● Directions:
An exact copy of all the data below is required.

● Excerpted records:

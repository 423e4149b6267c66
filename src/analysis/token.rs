use serde::{Deserialize, Serialize};

/// Token representation
#[derive(Debug, Clone, PartialEq, Eq, Serialize, Deserialize)]
pub struct Token {
    pub text: String,
    /// 0-based word index in the document, assigned before any filtering
    /// so phrase positions stay stable when filters drop tokens.
    pub position: u32,
    /// Character offset of the token start in the original text.
    pub offset: usize,
}

impl Token {
    pub fn new(text: String, position: u32, offset: usize) -> Self {
        Token {
            text,
            position,
            offset,
        }
    }
}
use std::path::PathBuf;
use std::sync::Arc;

use crate::analysis::filter::StopWordRemover;
use crate::analysis::filters::lemmatizer::Lemmatizer;
use crate::analysis::tokenizer::Tokenizer;
use crate::core::error::{Error, Result};

#[derive(Debug, Clone, Copy, PartialEq, Eq)]
pub enum StorageMode {
    InMemory,
    OnDisk,
}

impl StorageMode {
    pub fn as_str(&self) -> &'static str {
        match self {
            StorageMode::InMemory => "in_memory",
            StorageMode::OnDisk => "on_disk",
        }
    }

    pub fn parse(value: &str) -> Result<Self> {
        match value {
            "in_memory" => Ok(StorageMode::InMemory),
            "on_disk" => Ok(StorageMode::OnDisk),
            other => Err(Error::invalid_argument(format!(
                "unknown storage mode '{other}'"
            ))),
        }
    }
}

/// Per-index configuration. Construct with [`IndexConfig::new`], adjust
/// fields, then hand to the index or manager; validation runs on open.
#[derive(Clone)]
pub struct IndexConfig {
    pub name: String,
    pub storage_mode: StorageMode,
    pub storage_directory: PathBuf,
    pub database_filename: String,
    pub default_max_search_results: usize,
    pub phrase_search_bonus: f64,
    pub sigmoid_normalization_divisor: f64,
    /// 0 = no lower bound on token length.
    pub min_token_length: usize,
    /// 0 = no upper bound on token length.
    pub max_token_length: usize,
    /// Reader connection pool capacity for the persistent backend.
    pub max_concurrent_ops: usize,

    pub tokenizer: Option<Arc<dyn Tokenizer>>,
    pub lemmatizer: Option<Arc<dyn Lemmatizer>>,
    pub stop_word_remover: Option<Arc<dyn StopWordRemover>>,
}

impl IndexConfig {
    pub fn new(name: impl Into<String>) -> Self {
        let name = name.into();
        let storage_directory = default_storage_root().join(&name);
        IndexConfig {
            name,
            storage_mode: StorageMode::InMemory,
            storage_directory,
            database_filename: "index.db".to_string(),
            default_max_search_results: 100,
            phrase_search_bonus: 2.0,
            sigmoid_normalization_divisor: 10.0,
            min_token_length: 0,
            max_token_length: 0,
            max_concurrent_ops: 4,
            tokenizer: None,
            lemmatizer: None,
            stop_word_remover: None,
        }
    }

    pub fn on_disk(name: impl Into<String>, directory: impl Into<PathBuf>) -> Self {
        let mut config = IndexConfig::new(name);
        config.storage_mode = StorageMode::OnDisk;
        config.storage_directory = directory.into();
        config
    }

    /// Full path of the database file for the persistent backend.
    pub fn database_path(&self) -> PathBuf {
        self.storage_directory.join(&self.database_filename)
    }

    pub fn validate(&self) -> Result<()> {
        if self.name.trim().is_empty() {
            return Err(Error::invalid_argument("index name must not be empty"));
        }
        if self.database_filename.trim().is_empty() {
            return Err(Error::invalid_argument(
                "database filename must not be empty",
            ));
        }
        if self.default_max_search_results == 0 {
            return Err(Error::invalid_argument(
                "default_max_search_results must be positive",
            ));
        }
        if self.phrase_search_bonus <= 0.0 {
            return Err(Error::invalid_argument(
                "phrase_search_bonus must be greater than zero",
            ));
        }
        if self.sigmoid_normalization_divisor <= 0.0 {
            return Err(Error::invalid_argument(
                "sigmoid_normalization_divisor must be greater than zero",
            ));
        }
        if self.max_token_length > 0 && self.min_token_length > self.max_token_length {
            return Err(Error::invalid_argument(
                "min_token_length must not exceed max_token_length",
            ));
        }
        if self.max_concurrent_ops == 0 {
            return Err(Error::invalid_argument(
                "max_concurrent_ops must be positive",
            ));
        }
        Ok(())
    }
}

impl std::fmt::Debug for IndexConfig {
    fn fmt(&self, f: &mut std::fmt::Formatter<'_>) -> std::fmt::Result {
        f.debug_struct("IndexConfig")
            .field("name", &self.name)
            .field("storage_mode", &self.storage_mode)
            .field("storage_directory", &self.storage_directory)
            .field("database_filename", &self.database_filename)
            .field(
                "default_max_search_results",
                &self.default_max_search_results,
            )
            .field("phrase_search_bonus", &self.phrase_search_bonus)
            .field(
                "sigmoid_normalization_divisor",
                &self.sigmoid_normalization_divisor,
            )
            .field("min_token_length", &self.min_token_length)
            .field("max_token_length", &self.max_token_length)
            .field("max_concurrent_ops", &self.max_concurrent_ops)
            .field("has_tokenizer", &self.tokenizer.is_some())
            .field("has_lemmatizer", &self.lemmatizer.is_some())
            .field("has_stop_word_remover", &self.stop_word_remover.is_some())
            .finish()
    }
}

fn default_storage_root() -> PathBuf {
    std::env::home_dir()
        .unwrap_or_else(|| PathBuf::from("."))
        .join(".vbx")
        .join("indices")
}

#[cfg(test)]
mod tests {
    use super::*;

    #[test]
    fn test_defaults() {
        let config = IndexConfig::new("notes");
        assert_eq!(config.storage_mode, StorageMode::InMemory);
        assert_eq!(config.database_filename, "index.db");
        assert_eq!(config.default_max_search_results, 100);
        assert_eq!(config.phrase_search_bonus, 2.0);
        assert_eq!(config.sigmoid_normalization_divisor, 10.0);
        assert_eq!(config.min_token_length, 0);
        assert_eq!(config.max_token_length, 0);
        assert_eq!(config.max_concurrent_ops, 4);
        assert!(config.validate().is_ok());
    }

    #[test]
    fn test_validation_rejects_bad_values() {
        let mut config = IndexConfig::new("notes");
        config.default_max_search_results = 0;
        assert!(config.validate().is_err());

        let mut config = IndexConfig::new("notes");
        config.phrase_search_bonus = 0.0;
        assert!(config.validate().is_err());

        let mut config = IndexConfig::new("notes");
        config.sigmoid_normalization_divisor = -1.0;
        assert!(config.validate().is_err());

        let mut config = IndexConfig::new("notes");
        config.min_token_length = 10;
        config.max_token_length = 2;
        assert!(config.validate().is_err());

        let config = IndexConfig::new("  ");
        assert!(config.validate().is_err());
    }

    #[test]
    fn test_storage_mode_parse() {
        assert_eq!(
            StorageMode::parse("in_memory").unwrap(),
            StorageMode::InMemory
        );
        assert_eq!(StorageMode::parse("on_disk").unwrap(), StorageMode::OnDisk);
        assert!(StorageMode::parse("cloud").is_err());
    }

    #[test]
    fn test_database_path() {
        let config = IndexConfig::on_disk("notes", "/tmp/vbx/notes");
        assert_eq!(
            config.database_path(),
            PathBuf::from("/tmp/vbx/notes/index.db")
        );
    }
}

● Your solution:
repository 423e4149b6267c66
filename src/analysis/token.rs
use serde::{Deserialize, Serialize};

/// Token representation
#[derive(Debug, Clone, PartialEq, Eq, Serialize, Deserialize)]
pub struct Token {
    pub text: String,
    /// 0-based word index in the document, assigned before any filtering
    /// so phrase positions stay stable when filters drop tokens.
    pub position: u32,
    /// Character offset of the token start in the original text.
    pub offset: usize,
}

impl Token {
    pub fn new(text: String, position: u32, offset: usize) -> Self {
        Token {
            text,
            position,
            offset,
        }
    }
}
use std::path::PathBuf;
use std::sync::Arc;

use crate::analysis::filter::StopWordRemover;
use crate::analysis::filters::lemmatizer::Lemmatizer;
use crate::analysis::tokenizer::Tokenizer;
use crate::core::error::{Error, Result};

#[derive(Debug, Clone, Copy, PartialEq, Eq)]
pub enum StorageMode {
    InMemory,
    OnDisk,
}

impl StorageMode {
    pub fn as_str(&self) -> &'static str {
        match self {
            StorageMode::InMemory => "in_memory",
            StorageMode::OnDisk => "on_disk",
        }
    }

    pub fn parse(value: &str) -> Result<Self> {
        match value {
            "in_memory" => Ok(StorageMode::InMemory),
            "on_disk" => Ok(StorageMode::OnDisk),
            other => Err(Error::invalid_argument(format!(
                "unknown storage mode '{other}'"
            ))),
        }
    }
}

/// Per-index configuration. Construct with [`IndexConfig::new`], adjust
/// fields, then hand to the index or manager; validation runs on open.
#[derive(Clone)]
pub struct IndexConfig {
    pub name: String,
    pub storage_mode: StorageMode,
    pub storage_directory: PathBuf,
    pub database_filename: String,
    pub default_max_search_results: usize,
    pub phrase_search_bonus: f64,
    pub sigmoid_normalization_divisor: f64,
    /// 0 = no lower bound on token length.
    pub min_token_length: usize,
    /// 0 = no upper bound on token length.
    pub max_token_length: usize,
    /// Reader connection pool capacity for the persistent backend.
    pub max_concurrent_ops: usize,

    pub tokenizer: Option<Arc<dyn Tokenizer>>,
    pub lemmatizer: Option<Arc<dyn Lemmatizer>>,
    pub stop_word_remover: Option<Arc<dyn StopWordRemover>>,
}

impl IndexConfig {
    pub fn new(name: impl Into<String>) -> Self {
        let name = name.into();
        let storage_directory = default_storage_root().join(&name);
        IndexConfig {
            name,
            storage_mode: StorageMode::InMemory,
            storage_directory,
            database_filename: "index.db".to_string(),
            default_max_search_results: 100,
            phrase_search_bonus: 2.0,
            sigmoid_normalization_divisor: 10.0,
            min_token_length: 0,
            max_token_length: 0,
            max_concurrent_ops: 4,
            tokenizer: None,
            lemmatizer: None,
            stop_word_remover: None,
        }
    }

    pub fn on_disk(name: impl Into<String>, directory: impl Into<PathBuf>) -> Self {
        let mut config = IndexConfig::new(name);
        config.storage_mode = StorageMode::OnDisk;
        config.storage_directory = directory.into();
        config
    }

    /// Full path of the database file for the persistent backend.
    pub fn database_path(&self) -> PathBuf {
        self.storage_directory.join(&self.database_filename)
    }

    pub fn validate(&self) -> Result<()> {
        if self.name.trim().is_empty() {
            return Err(Error::invalid_argument("index name must not be empty"));
        }
        if self.database_filename.trim().is_empty() {
            return Err(Error::invalid_argument(
                "database filename must not be empty",
            ));
        }
        if self.default_max_search_results == 0 {
            return Err(Error::invalid_argument(
                "default_max_search_results must be positive",
            ));
        }
        if self.phrase_search_bonus <= 0.0 {
            return Err(Error::invalid_argument(
                "phrase_search_bonus must be greater than zero",
            ));
        }
        if self.sigmoid_normalization_divisor <= 0.0 {
            return Err(Error::invalid_argument(
                "sigmoid_normalization_divisor must be greater than zero",
            ));
        }
        if self.max_token_length > 0 && self.min_token_length > self.max_token_length {
            return Err(Error::invalid_argument(
                "min_token_length must not exceed max_token_length",
            ));
        }
        if self.max_concurrent_ops == 0 {
            return Err(Error::invalid_argument(
                "max_concurrent_ops must be positive",
            ));
        }
        Ok(())
    }
}

impl std::fmt::Debug for IndexConfig {
    fn fmt(&self, f: &mut std::fmt::Formatter<'_>) -> std::fmt::Result {
        f.debug_struct("IndexConfig")
            .field("name", &self.name)
            .field("storage_mode", &self.storage_mode)
            .field("storage_directory", &self.storage_directory)
            .field("database_filename", &self.database_filename)
            .field(
                "default_max_search_results",
                &self.default_max_search_results,
            )
            .field("phrase_search_bonus", &self.phrase_search_bonus)
            .field(
                "sigmoid_normalization_divisor",
                &self.sigmoid_normalization_divisor,
            )
            .field("min_token_length", &self.min_token_length)
            .field("max_token_length", &self.max_token_length)
            .field("max_concurrent_ops", &self.max_concurrent_ops)
            .field("has_tokenizer", &self.tokenizer.is_some())
            .field("has_lemmatizer", &self.lemmatizer.is_some())
            .field("has_stop_word_remover", &self.stop_word_remover.is_some())
            .finish()
    }
}

fn default_storage_root() -> PathBuf {
    std::env::home_dir()
        .unwrap_or_else(|| PathBuf::from("."))
        .join(".vbx")
        .join("indices")
}

#[cfg(test)]
mod tests {
    use super::*;

    #[test]
    fn test_defaults() {
        let config = IndexConfig::new("notes");
        assert_eq!(config.storage_mode, StorageMode::InMemory);
        assert_eq!(config.database_filename, "index.db");
        assert_eq!(config.default_max_search_results, 100);
        assert_eq!(config.phrase_search_bonus, 2.0);
        assert_eq!(config.sigmoid_normalization_divisor, 10.0);
        assert_eq!(config.min_token_length, 0);
        assert_eq!(config.max_token_length, 0);
        assert_eq!(config.max_concurrent_ops, 4);
        assert!(config.validate().is_ok());
    }

    #[test]
    fn test_validation_rejects_bad_values() {
        let mut config = IndexConfig::new("notes");
        config.default_max_search_results = 0;
        assert!(config.validate().is_err());

        let mut config = IndexConfig::new("notes");
        config.phrase_search_bonus = 0.0;
        assert!(config.validate().is_err());

        let mut config = IndexConfig::new("notes");
        config.sigmoid_normalization_divisor = -1.0;
        assert!(config.validate().is_err());

        let mut config = IndexConfig::new("notes");
        config.min_token_length = 10;
        config.max_token_length = 2;
        assert!(config.validate().is_err());

        let config = IndexConfig::new("  ");
        assert!(config.validate().is_err());
    }

    #[test]
    fn test_storage_mode_parse() {
        assert_eq!(
            StorageMode::parse("in_memory").unwrap(),
            StorageMode::InMemory
        );
        assert_eq!(StorageMode::parse("on_disk").unwrap(), StorageMode::OnDisk);
        assert!(StorageMode::parse("cloud").is_err());
    }

    #[test]
    fn test_database_path() {
        let config = IndexConfig::on_disk("notes", "/tmp/vbx/notes");
        assert_eq!(
            config.database_path(),
            PathBuf::from("/tmp/vbx/notes/index.db")
        );
    }
}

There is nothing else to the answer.